→ **Your objective**:
From the records below, copy the lines that include "Some".
*** Opening of Data listing ***
// SPDX-License-Identifier: MIT

//! Attraction photo lookup
//!
//! A thin capability over an image search API. Lookups are cached in a
//! bounded in-memory map and batched through a small worker pool; a failed
//! lookup yields a missing URL for that name, never a batch failure.

use std::collections::HashMap;
use std::hash::{DefaultHasher, Hash, Hasher};
use std::sync::Arc;

use async_trait::async_trait;
use futures::stream::{self, StreamExt};
use reqwest::Client;
use serde_json::Value;
use tokio::sync::Mutex;

use crate::error::ToolError;

const UNSPLASH_URL: &str = "https://api.unsplash.com/search/photos";

/// Batch lookups run at most this many searches at a time
const BATCH_CONCURRENCY: usize = 5;

/// Cache is cleared once it reaches this many entries
const CACHE_CAPACITY: usize = 1024;

/// An image search backend: one query in, at most one URL out.
#[async_trait]
pub trait PhotoSource: Send + Sync {
    async fn search_photo(&self, query: &str) -> Result<Option<String>, ToolError>;
}

/// Unsplash-backed [PhotoSource].
pub struct UnsplashSource {
    client: Client,
    access_key: String,
}

impl UnsplashSource {
    pub fn new(access_key: String) -> Self {
        Self {
            client: Client::new(),
            access_key,
        }
    }
}

#[async_trait]
impl PhotoSource for UnsplashSource {
    async fn search_photo(&self, query: &str) -> Result<Option<String>, ToolError> {
        let resp = self
            .client
            .get(UNSPLASH_URL)
            .query(&[
                ("query", query),
                ("per_page", "1"),
                ("client_id", &self.access_key),
            ])
            .send()
            .await?;

        if !resp.status().is_success() {
            let text = resp.text().await?;
            return Err(ToolError::api("unsplash", text));
        }

        let body: Value = resp.json().await?;
        let first = body
            .get("results")
            .and_then(|r| r.as_array())
            .and_then(|r| r.first());

        // Prefer the small rendition, it loads faster in list views
        let url = first.and_then(|photo| {
            photo["urls"]["small"]
                .as_str()
                .or_else(|| photo["urls"]["regular"].as_str())
                .map(str::to_string)
        });

        Ok(url)
    }
}

fn cache_key(query: &str) -> u64 {
    let mut hasher = DefaultHasher::new();
    query.hash(&mut hasher);
    hasher.finish()
}

/// Caching, batching front over a [PhotoSource].
pub struct PhotoService {
    source: Arc<dyn PhotoSource>,
    cache: Mutex<HashMap<u64, String>>,
}

impl PhotoService {
    pub fn new(source: Arc<dyn PhotoSource>) -> Self {
        Self {
            source,
            cache: Mutex::new(HashMap::new()),
        }
    }

    async fn cached_search(&self, query: &str) -> Option<String> {
        let key = cache_key(query);

        if let Some(hit) = self.cache.lock().await.get(&key) {
            return Some(hit.clone());
        }

        let url = match self.source.search_photo(query).await {
            Ok(url) => url,
            Err(e) => {
                log::warn!("Photo search failed for '{}': {}", query, e);
                None
            }
        };

        if let Some(url) = &url {
            let mut cache = self.cache.lock().await;
            if cache.len() >= CACHE_CAPACITY {
                // Evict one arbitrary entry; keeps the bound without
                // dropping the whole warm cache at once
                if let Some(evict) = cache.keys().next().copied() {
                    cache.remove(&evict);
                }
            }
            cache.insert(key, url.clone());
        }
        url
    }

    #[cfg(test)]
    async fn cache_len(&self) -> usize {
        self.cache.lock().await.len()
    }

    /// Look up one photo URL; tries a landmark-qualified query first, the
    /// bare name second.
    pub async fn photo_url(&self, name: &str) -> Option<String> {
        if let Some(url) = self.cached_search(&format!("{} landmark", name)).await {
            return Some(url);
        }
        self.cached_search(name).await
    }

    /// Look up photo URLs for a batch of names. Always returns exactly one
    /// entry per distinct input name; failed lookups map to `None`.
    pub async fn batch_photo_urls(&self, names: &[String]) -> HashMap<String, Option<String>> {
        // Each lookup owns its name; borrowing from the iterator would tie
        // the future's type to the iteration lifetime
        stream::iter(names.to_vec())
            .map(|name| async move {
                let url = self.photo_url(&name).await;
                (name, url)
            })
            .buffer_unordered(BATCH_CONCURRENCY)
            .collect()
            .await
    }
}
*** Close of Data listing ***
→ **Solution**:
        if let Some(hit) = self.cache.lock().await.get(&key) {
            return Some(hit.clone());
        if let Some(url) = &url {
                if let Some(evict) = cache.keys().next().copied() {
        if let Some(url) = self.cached_search(&format!("{} landmark", name)).await {
            return Some(url);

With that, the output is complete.